**Description of the task**
Work out how many lines of the listing hold "insn", then state only that count.

**Supplied data**
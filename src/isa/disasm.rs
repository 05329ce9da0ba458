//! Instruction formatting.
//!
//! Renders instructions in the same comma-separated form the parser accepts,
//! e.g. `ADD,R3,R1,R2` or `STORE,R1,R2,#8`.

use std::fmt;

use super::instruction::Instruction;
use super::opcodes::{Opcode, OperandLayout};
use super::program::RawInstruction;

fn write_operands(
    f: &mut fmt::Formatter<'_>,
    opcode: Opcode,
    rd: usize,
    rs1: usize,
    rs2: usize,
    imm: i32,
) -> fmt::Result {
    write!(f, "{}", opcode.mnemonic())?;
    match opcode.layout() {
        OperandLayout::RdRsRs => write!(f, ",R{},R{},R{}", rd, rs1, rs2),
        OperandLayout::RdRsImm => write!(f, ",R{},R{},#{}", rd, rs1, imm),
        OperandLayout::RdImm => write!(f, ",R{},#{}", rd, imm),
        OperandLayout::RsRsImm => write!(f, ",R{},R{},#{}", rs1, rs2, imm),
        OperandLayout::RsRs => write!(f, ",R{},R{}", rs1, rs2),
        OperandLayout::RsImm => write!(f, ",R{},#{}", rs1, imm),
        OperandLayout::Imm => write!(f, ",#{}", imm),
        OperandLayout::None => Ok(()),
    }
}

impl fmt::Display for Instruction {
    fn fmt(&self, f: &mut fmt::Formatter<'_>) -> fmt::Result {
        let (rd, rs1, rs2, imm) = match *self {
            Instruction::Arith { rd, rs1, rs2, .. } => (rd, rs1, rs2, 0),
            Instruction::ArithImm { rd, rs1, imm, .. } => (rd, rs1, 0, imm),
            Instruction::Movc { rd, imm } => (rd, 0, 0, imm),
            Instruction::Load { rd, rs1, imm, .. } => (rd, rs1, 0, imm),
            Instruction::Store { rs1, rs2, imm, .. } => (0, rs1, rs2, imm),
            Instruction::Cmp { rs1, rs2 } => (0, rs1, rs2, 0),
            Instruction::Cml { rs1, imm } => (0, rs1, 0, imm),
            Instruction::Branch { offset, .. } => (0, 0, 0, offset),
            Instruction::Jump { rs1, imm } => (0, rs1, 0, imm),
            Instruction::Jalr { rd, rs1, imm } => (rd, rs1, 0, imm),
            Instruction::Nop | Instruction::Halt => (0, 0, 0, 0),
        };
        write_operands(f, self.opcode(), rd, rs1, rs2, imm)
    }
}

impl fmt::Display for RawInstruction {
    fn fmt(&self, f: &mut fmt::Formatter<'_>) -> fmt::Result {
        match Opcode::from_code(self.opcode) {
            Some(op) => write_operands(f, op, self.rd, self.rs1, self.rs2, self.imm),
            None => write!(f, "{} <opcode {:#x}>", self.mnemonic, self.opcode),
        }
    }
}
...
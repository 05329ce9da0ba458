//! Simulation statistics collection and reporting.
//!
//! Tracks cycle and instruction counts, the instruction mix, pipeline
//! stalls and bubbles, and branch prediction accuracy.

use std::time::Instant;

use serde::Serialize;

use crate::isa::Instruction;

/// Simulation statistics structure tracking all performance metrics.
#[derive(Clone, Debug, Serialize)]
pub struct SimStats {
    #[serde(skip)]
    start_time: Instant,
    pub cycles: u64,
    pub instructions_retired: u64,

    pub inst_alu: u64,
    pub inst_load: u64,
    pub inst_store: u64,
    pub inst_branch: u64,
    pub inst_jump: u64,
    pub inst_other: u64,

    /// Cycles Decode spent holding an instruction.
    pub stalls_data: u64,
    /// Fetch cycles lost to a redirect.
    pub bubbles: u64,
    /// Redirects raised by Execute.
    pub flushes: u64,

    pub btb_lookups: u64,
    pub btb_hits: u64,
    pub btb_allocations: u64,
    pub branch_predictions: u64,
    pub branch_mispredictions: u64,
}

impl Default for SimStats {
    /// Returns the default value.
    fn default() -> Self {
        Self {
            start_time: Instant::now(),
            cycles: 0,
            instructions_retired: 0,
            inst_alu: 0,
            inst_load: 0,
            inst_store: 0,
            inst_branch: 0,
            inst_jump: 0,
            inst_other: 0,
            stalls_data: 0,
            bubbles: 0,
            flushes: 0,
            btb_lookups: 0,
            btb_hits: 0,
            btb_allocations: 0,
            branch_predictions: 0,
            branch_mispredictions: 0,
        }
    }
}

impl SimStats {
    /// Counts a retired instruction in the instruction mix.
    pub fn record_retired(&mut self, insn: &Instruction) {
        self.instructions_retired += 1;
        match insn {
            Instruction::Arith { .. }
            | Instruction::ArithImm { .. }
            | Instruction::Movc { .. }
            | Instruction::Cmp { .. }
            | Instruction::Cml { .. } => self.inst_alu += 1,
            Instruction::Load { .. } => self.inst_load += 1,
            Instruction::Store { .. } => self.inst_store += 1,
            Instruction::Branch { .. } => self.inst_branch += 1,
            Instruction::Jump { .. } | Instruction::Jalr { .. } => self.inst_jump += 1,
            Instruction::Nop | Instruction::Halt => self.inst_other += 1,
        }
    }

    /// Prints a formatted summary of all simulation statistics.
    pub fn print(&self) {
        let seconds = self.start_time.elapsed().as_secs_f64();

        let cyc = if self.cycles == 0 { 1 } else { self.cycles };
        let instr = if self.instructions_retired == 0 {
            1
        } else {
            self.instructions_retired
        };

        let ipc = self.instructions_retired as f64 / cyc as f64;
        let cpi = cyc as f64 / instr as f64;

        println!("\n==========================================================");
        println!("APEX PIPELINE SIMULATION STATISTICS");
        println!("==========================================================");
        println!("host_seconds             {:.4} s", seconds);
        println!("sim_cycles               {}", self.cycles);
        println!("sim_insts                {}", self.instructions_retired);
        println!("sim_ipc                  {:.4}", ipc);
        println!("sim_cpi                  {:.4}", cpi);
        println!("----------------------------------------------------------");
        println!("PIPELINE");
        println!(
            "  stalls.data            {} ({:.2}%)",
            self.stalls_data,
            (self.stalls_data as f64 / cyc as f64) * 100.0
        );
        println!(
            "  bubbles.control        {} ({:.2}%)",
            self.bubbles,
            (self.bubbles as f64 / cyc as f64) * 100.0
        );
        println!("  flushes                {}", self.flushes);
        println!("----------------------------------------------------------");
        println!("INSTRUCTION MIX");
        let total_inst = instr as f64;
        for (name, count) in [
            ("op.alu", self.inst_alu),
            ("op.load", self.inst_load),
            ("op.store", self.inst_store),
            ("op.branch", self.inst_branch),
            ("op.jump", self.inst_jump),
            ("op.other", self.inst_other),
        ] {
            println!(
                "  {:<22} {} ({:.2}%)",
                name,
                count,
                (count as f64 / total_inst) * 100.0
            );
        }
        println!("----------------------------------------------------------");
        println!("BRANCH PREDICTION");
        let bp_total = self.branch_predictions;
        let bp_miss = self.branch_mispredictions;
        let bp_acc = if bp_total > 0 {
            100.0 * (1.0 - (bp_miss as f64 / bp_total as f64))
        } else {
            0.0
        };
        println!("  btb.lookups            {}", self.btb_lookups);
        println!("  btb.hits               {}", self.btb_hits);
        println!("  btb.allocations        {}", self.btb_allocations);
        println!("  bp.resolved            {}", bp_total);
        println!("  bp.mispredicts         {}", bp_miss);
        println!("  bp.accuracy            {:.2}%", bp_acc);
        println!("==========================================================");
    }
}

**Written answer**
2